- _What is required_
The response must consist of each line in the listing that has the word "contains" in it.

━━━━━━━━

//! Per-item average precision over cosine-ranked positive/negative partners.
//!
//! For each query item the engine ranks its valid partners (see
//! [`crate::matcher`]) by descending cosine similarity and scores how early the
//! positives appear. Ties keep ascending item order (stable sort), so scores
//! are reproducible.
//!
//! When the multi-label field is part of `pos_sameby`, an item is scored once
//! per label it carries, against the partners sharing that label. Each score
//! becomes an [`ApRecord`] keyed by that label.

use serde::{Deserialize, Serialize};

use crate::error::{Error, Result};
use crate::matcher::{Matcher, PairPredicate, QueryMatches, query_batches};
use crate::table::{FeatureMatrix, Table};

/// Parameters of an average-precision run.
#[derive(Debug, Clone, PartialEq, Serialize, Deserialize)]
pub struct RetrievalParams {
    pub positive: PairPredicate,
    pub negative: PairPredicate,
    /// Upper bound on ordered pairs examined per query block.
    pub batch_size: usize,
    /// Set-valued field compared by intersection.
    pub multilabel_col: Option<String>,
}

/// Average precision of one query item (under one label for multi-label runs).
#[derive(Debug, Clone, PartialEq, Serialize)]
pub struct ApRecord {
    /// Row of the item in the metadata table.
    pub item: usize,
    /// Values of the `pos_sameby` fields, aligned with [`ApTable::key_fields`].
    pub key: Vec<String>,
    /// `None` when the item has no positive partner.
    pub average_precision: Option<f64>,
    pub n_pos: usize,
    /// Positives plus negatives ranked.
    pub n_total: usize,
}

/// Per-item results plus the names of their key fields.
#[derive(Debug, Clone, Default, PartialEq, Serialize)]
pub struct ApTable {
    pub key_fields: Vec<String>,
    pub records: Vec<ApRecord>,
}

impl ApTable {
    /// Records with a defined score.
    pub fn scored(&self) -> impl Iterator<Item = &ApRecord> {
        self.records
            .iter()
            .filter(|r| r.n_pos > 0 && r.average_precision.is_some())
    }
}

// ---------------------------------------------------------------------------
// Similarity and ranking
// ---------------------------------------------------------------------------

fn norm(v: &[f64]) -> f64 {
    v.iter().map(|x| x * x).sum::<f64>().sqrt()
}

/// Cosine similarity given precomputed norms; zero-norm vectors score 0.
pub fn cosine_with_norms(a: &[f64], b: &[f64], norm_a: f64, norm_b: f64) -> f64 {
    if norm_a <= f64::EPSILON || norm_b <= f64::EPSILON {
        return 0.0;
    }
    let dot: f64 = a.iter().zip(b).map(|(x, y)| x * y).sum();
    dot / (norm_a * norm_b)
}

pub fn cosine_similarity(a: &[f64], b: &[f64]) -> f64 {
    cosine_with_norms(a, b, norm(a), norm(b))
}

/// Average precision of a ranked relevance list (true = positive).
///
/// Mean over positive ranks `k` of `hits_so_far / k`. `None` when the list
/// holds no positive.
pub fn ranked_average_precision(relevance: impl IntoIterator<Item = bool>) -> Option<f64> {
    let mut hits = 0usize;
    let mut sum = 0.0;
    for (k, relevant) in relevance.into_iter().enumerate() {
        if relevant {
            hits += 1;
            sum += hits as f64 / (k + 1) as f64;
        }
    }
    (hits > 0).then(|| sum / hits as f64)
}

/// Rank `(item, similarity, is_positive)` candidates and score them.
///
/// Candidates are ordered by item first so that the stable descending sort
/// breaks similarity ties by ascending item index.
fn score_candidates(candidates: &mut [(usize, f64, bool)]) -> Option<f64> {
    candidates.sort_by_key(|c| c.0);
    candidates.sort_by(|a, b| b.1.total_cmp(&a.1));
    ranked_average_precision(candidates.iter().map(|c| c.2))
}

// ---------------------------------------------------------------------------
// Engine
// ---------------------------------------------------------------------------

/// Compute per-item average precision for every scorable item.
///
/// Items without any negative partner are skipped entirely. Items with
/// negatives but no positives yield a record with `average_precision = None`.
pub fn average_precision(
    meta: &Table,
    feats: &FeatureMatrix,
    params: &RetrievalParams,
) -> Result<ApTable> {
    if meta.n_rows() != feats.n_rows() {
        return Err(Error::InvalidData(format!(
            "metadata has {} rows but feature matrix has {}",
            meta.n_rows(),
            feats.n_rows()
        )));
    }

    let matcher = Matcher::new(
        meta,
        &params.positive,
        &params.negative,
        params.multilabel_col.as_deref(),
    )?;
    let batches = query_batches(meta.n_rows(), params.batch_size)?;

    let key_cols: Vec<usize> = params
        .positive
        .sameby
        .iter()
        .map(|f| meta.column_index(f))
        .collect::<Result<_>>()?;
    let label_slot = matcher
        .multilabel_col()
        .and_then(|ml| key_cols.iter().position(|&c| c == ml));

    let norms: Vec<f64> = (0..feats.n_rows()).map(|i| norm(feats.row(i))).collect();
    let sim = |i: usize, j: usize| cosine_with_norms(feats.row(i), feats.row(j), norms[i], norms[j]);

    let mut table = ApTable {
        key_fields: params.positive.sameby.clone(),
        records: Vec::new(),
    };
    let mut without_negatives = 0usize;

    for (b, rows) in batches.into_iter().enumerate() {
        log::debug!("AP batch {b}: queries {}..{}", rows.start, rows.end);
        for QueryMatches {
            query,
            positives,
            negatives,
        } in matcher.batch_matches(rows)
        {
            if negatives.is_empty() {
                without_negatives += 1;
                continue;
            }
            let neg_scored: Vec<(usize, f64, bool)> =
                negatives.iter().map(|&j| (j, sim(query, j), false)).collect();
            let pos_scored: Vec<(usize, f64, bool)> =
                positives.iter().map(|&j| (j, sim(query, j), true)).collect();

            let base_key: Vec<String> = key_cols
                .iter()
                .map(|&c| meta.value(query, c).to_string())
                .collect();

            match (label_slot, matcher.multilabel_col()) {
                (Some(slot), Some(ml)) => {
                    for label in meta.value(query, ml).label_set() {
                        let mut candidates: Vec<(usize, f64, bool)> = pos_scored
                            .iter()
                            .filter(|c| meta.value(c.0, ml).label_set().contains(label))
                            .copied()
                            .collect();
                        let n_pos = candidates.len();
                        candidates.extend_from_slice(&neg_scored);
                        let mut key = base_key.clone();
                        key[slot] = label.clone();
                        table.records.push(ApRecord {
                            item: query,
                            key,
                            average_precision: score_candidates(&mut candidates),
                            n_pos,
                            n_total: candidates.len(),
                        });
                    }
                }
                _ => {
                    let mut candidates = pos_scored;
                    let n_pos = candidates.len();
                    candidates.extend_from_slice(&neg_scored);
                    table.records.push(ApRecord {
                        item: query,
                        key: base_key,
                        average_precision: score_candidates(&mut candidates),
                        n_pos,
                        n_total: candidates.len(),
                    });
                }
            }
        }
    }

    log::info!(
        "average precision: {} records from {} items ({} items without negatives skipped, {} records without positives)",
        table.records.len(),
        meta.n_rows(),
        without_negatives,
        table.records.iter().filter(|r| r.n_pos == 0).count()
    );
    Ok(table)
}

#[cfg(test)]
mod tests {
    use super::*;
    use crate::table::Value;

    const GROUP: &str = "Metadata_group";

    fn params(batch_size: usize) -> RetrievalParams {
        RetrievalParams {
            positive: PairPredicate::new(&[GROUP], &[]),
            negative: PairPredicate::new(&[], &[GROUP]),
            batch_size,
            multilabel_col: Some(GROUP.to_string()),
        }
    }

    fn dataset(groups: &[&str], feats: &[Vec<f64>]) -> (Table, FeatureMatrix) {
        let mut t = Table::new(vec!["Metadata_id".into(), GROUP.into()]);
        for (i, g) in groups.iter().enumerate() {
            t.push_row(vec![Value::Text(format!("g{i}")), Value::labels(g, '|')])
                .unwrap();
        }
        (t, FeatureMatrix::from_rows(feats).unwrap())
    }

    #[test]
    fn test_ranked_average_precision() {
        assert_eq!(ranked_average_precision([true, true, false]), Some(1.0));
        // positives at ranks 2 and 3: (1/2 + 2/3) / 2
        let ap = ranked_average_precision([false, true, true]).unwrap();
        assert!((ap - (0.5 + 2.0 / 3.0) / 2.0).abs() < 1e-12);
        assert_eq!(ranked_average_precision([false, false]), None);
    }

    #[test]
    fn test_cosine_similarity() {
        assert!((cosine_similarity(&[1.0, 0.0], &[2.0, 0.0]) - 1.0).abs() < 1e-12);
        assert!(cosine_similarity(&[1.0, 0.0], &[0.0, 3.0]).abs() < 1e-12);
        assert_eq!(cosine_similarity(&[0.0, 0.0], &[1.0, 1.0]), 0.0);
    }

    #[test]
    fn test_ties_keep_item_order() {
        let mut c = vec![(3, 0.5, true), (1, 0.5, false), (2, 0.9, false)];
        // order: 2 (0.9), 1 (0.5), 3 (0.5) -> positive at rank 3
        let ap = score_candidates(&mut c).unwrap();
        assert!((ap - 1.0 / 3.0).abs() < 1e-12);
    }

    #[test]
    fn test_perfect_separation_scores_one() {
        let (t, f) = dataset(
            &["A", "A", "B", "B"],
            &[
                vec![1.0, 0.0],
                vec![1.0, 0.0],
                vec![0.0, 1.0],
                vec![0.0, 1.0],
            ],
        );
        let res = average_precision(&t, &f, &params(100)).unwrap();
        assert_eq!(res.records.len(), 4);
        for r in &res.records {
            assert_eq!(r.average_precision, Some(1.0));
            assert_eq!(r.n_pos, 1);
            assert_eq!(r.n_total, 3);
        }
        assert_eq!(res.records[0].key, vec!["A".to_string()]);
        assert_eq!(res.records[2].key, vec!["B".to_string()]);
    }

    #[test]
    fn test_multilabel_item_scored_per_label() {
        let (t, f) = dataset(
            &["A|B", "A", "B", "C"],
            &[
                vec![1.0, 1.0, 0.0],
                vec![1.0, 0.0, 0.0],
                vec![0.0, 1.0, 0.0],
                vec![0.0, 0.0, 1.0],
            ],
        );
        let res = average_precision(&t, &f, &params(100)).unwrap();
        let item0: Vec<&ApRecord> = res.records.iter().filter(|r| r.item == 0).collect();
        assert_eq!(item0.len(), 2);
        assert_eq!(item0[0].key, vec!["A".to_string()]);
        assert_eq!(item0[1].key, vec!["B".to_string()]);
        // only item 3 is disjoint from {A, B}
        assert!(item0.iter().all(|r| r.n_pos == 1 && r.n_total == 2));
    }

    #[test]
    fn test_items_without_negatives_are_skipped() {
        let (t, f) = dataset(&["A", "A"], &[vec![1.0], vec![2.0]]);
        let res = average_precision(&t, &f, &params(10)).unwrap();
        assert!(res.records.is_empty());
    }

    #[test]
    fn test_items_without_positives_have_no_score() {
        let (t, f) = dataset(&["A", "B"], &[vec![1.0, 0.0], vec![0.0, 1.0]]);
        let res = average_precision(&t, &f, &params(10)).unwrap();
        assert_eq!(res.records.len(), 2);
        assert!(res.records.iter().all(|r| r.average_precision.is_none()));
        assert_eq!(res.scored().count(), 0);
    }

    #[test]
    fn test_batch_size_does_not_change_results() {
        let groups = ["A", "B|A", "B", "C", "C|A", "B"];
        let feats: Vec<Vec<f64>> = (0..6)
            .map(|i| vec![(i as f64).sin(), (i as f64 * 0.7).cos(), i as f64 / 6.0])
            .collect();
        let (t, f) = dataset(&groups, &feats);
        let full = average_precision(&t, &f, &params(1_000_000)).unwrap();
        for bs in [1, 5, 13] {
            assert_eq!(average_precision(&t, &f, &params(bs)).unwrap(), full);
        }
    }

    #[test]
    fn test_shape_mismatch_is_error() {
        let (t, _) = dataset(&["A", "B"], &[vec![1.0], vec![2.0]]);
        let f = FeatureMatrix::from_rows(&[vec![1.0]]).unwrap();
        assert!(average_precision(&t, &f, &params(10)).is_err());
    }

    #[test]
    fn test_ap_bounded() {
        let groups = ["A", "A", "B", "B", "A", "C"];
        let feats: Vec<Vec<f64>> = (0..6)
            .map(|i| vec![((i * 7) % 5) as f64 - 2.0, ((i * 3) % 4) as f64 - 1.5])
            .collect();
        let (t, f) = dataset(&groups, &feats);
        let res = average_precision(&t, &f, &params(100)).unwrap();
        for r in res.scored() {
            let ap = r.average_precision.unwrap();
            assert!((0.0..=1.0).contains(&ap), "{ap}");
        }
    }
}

━━━━━━━━

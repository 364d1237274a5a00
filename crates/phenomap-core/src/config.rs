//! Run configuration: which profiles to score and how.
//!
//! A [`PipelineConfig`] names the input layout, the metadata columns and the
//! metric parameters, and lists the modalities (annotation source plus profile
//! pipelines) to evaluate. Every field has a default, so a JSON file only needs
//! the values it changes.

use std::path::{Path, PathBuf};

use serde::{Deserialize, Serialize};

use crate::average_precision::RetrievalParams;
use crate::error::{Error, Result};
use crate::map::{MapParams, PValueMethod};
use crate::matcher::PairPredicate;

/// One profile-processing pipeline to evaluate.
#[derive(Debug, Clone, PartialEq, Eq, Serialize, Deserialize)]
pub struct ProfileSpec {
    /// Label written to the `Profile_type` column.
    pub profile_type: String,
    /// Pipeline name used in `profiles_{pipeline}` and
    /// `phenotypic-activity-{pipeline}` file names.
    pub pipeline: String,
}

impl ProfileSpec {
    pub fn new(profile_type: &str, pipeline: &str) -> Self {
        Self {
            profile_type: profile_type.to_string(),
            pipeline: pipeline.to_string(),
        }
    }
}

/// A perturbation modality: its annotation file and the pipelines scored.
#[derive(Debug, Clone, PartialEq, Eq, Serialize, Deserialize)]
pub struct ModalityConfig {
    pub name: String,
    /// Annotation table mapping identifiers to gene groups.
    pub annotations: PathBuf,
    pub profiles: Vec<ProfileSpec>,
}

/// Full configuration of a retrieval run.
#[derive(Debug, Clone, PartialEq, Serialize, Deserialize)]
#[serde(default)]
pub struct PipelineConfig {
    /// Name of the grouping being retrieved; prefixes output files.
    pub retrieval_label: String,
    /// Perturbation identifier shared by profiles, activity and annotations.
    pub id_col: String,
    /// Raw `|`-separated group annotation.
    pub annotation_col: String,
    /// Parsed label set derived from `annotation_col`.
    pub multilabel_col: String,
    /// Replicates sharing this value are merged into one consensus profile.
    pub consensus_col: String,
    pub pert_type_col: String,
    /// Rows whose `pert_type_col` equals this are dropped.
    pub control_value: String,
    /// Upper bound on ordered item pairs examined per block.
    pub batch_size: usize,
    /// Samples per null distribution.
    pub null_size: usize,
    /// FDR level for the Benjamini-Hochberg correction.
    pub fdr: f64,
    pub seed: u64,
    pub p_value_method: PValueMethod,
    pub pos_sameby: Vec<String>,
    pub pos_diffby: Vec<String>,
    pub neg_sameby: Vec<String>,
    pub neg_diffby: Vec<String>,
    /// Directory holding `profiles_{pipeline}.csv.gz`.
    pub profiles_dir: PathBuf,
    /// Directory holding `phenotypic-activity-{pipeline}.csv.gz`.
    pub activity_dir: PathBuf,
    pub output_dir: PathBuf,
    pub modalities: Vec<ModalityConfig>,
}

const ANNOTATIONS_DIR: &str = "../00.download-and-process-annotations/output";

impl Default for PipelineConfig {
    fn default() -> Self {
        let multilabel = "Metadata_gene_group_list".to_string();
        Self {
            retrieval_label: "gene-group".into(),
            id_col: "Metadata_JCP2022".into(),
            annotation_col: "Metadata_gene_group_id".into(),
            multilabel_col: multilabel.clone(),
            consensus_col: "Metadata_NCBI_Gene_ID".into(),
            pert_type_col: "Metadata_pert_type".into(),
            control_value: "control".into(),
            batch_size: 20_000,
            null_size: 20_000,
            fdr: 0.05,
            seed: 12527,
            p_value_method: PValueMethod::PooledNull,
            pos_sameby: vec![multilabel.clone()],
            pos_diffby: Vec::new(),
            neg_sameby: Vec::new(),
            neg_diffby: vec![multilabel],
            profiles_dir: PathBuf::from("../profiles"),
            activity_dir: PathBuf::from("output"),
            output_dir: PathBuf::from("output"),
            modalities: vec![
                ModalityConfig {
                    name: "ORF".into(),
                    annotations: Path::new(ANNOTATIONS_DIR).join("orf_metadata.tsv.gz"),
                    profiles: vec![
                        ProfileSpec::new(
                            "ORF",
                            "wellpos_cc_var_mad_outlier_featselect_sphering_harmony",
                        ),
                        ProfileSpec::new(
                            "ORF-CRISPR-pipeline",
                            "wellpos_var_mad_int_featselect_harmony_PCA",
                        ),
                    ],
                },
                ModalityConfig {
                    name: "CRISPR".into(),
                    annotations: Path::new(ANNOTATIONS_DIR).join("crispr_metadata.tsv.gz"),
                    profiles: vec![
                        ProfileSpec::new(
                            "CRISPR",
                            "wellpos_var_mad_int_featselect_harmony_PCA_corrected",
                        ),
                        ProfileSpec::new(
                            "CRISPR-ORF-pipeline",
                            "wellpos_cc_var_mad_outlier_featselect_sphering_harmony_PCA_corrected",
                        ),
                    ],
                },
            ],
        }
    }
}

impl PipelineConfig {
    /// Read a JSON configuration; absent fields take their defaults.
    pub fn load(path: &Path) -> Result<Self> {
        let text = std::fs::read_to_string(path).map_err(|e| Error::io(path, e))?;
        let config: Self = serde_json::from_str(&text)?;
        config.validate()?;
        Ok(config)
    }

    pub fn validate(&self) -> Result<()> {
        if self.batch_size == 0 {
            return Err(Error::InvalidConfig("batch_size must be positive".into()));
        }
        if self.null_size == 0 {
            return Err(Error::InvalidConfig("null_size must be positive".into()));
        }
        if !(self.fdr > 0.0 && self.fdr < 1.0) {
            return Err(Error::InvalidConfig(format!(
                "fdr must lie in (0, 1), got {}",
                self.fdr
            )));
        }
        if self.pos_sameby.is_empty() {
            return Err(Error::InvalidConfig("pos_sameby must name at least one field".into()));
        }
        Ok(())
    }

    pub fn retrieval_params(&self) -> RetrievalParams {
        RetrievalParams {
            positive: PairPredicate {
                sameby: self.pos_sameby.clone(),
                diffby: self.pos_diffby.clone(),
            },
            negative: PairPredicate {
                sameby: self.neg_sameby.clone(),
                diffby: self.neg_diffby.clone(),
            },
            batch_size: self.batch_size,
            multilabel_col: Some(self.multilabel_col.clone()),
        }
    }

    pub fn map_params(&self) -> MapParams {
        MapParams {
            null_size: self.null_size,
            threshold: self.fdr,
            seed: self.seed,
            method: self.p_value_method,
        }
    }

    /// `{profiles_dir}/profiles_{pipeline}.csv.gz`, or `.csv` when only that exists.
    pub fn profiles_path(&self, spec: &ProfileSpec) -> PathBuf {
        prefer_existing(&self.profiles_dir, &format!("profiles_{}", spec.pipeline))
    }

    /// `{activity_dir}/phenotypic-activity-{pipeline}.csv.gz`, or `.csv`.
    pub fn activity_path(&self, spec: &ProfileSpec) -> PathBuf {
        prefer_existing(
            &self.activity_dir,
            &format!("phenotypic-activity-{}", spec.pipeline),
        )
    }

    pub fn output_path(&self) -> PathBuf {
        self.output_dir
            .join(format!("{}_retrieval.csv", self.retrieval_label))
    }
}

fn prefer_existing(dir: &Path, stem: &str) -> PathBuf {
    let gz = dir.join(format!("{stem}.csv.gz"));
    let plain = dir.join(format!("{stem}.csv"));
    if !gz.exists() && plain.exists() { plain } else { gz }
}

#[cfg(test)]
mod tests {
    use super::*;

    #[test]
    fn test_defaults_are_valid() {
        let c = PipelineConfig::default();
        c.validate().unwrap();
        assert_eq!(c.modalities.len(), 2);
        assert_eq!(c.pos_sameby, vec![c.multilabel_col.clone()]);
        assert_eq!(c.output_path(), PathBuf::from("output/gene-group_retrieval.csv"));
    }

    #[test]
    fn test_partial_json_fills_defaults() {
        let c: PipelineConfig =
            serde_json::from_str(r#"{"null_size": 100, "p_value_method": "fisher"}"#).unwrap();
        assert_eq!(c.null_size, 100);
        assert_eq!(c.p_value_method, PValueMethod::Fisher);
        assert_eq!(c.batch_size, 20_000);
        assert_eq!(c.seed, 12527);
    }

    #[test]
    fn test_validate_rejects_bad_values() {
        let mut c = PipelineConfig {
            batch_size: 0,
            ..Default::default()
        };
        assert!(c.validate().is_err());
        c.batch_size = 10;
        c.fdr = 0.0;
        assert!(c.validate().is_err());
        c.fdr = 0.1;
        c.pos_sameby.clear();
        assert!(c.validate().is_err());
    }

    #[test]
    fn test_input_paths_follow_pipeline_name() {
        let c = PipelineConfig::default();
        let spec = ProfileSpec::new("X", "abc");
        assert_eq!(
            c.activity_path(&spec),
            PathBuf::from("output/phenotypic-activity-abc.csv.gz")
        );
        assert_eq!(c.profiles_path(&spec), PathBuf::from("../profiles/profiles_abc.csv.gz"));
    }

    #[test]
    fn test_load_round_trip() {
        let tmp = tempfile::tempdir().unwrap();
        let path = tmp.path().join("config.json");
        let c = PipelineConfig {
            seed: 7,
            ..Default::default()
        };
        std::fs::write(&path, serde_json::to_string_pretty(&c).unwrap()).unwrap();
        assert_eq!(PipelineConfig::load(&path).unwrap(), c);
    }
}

━━━━━━━━

- _Answer below_
                            .filter(|c| meta.value(c.0, ml).label_set().contains(label))
            assert!((0.0..=1.0).contains(&ap), "{ap}");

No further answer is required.